In fact, they are problems often encountered in ex-situ Field Methods courses
where the emphasis is on grammaticality judgment tasks and translation tasks.
The
problems of existence and scope can be partially addressed by collecting oral
texts. I have often been surprised at the kinds of interesting constructions
that pop up in oral texts. There are grammatical constructions one finds in
texts that would have been difficult to anticipate ahead of time. Once one
finds an interesting construction in an oral text, one can begin to explore it
using grammaticality judgments or translation tasks (or other tasks, like the
truth value judgment task). But without knowing the construction exists, it is
impossible to explore it. Of course, collecting oral texts is not the final
solution to the issues of existence and scope. There may be some constructions
that are simply not used very often, and hence may not show up in oral texts,
especially if the collection of oral texts is limited.
The
availability of oral texts also helps to study syntactic properties that are
discourse based, for example, properties having to do with specificity, ellipsis,
deixis, focus and information structure.

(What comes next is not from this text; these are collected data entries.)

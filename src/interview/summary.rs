//! Aggregate feedback over a finished interview

use serde::Serialize;

use super::types::AnswerRecord;

/// Score at or above which an answer counts as strong
pub const STRONG_ANSWER_SCORE: f32 = 7.0;

/// Maximum number of strengths or improvements listed
const MAX_HIGHLIGHTS: usize = 5;

/// Overall performance band
#[derive(Debug, Clone, Copy, PartialEq, Eq, Serialize)]
pub enum PerformanceLevel {
    Excellent,
    Good,
    Fair,
    NeedsImprovement,
}

impl PerformanceLevel {
    #[must_use]
    pub fn from_average(average: f32) -> Self {
        if average >= 8.0 {
            Self::Excellent
        } else if average >= 6.0 {
            Self::Good
        } else if average >= 4.0 {
            Self::Fair
        } else {
            Self::NeedsImprovement
        }
    }

    #[must_use]
    pub const fn as_str(self) -> &'static str {
        match self {
            Self::Excellent => "Excellent",
            Self::Good => "Good",
            Self::Fair => "Fair",
            Self::NeedsImprovement => "Needs Improvement",
        }
    }
}

impl std::fmt::Display for PerformanceLevel {
    fn fmt(&self, f: &mut std::fmt::Formatter<'_>) -> std::fmt::Result {
        f.write_str(self.as_str())
    }
}

/// Summary statistics over the evaluated answers
#[derive(Debug, Clone, PartialEq, Serialize)]
#[serde(rename_all = "camelCase")]
pub struct FeedbackSummary {
    /// Answers that received feedback
    pub total: usize,
    /// Answers recorded without feedback
    pub unevaluated: usize,
    /// Mean score, rounded to one decimal
    pub average_score: f32,
    pub strong_answers: usize,
    pub needs_improvement: usize,
    pub level: PerformanceLevel,
    pub top_strengths: Vec<String>,
    pub top_improvements: Vec<String>,
}

impl FeedbackSummary {
    #[must_use]
    pub fn from_answers(answers: &[AnswerRecord]) -> Self {
        let scored: Vec<_> = answers.iter().filter_map(|a| a.feedback.as_ref()).collect();
        let total = scored.len();

        #[allow(clippy::cast_precision_loss)]
        let average_score = if total == 0 {
            0.0
        } else {
            let sum: f32 = scored.iter().map(|f| f.score).sum();
            ((sum / total as f32) * 10.0).round() / 10.0
        };

        let strong_answers = scored
            .iter()
            .filter(|f| f.score >= STRONG_ANSWER_SCORE)
            .count();

        Self {
            total,
            unevaluated: answers.len() - total,
            average_score,
            strong_answers,
            needs_improvement: total - strong_answers,
            level: PerformanceLevel::from_average(average_score),
            top_strengths: unique_highlights(scored.iter().map(|f| f.strengths.as_str())),
            top_improvements: unique_highlights(scored.iter().map(|f| f.improvements.as_str())),
        }
    }
}

fn unique_highlights<'a>(items: impl Iterator<Item = &'a str>) -> Vec<String> {
    let mut unique: Vec<String> = Vec::new();
    for item in items.map(str::trim).filter(|s| !s.is_empty()) {
        if !unique.iter().any(|u| u == item) {
            unique.push(item.to_string());
        }
        if unique.len() == MAX_HIGHLIGHTS {
            break;
        }
    }
    unique
}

Of course, all of these properties can
also be studied with controlled experiments (precisely varying context), but
having converging evidence from texts can be helpful, sometimes even providing
hints to the syntactician for designing controlled experiments. Similarly, the
nature of controlled grammaticality judgment experiments probably favors
careful speech, since one is carefully constructing a sentence and evaluating
it. But there may be many interesting fast speech or casual speech syntactic
phenomena, including contraction and ellipsis.
English
is far better studied than =Hoan, or any African language for that matter, and
that is why for many topics one can get away with only looking at
grammaticality judgments (and not looking at non-experimental data). A lot of
basic observations about English grammar have already been made by traditional
grammarians, such as Curme and Jespersen, and many important details are
documented in descriptive grammars. The best ESL grammars are rich sources of
information on English grammar. Also, there is a long tradition of generative
studies of English grammar that have uncovered piecemeal many of its
interesting properties, and these have been compiled into sources such as
Pullum and Huddleston’s CGEL (Cambridge Grammar of the English Language). For
less studied languages like =Hoan, one cannot rely on this vast background
knowledge. So one needs to use any source of data available, including various
experimental tasks, but also oral texts.
By
the way, lest the reader think that the problems of existence and scope only
plague less studied languages such as =Hoan, it is also true that in English there
are still large swaths of unexplored territory. This is a fact not often
recognized in the generative literature, and in fact, sometimes one hears
statements to the contrary (e.g., in pronouncements about “The End of Syntax”).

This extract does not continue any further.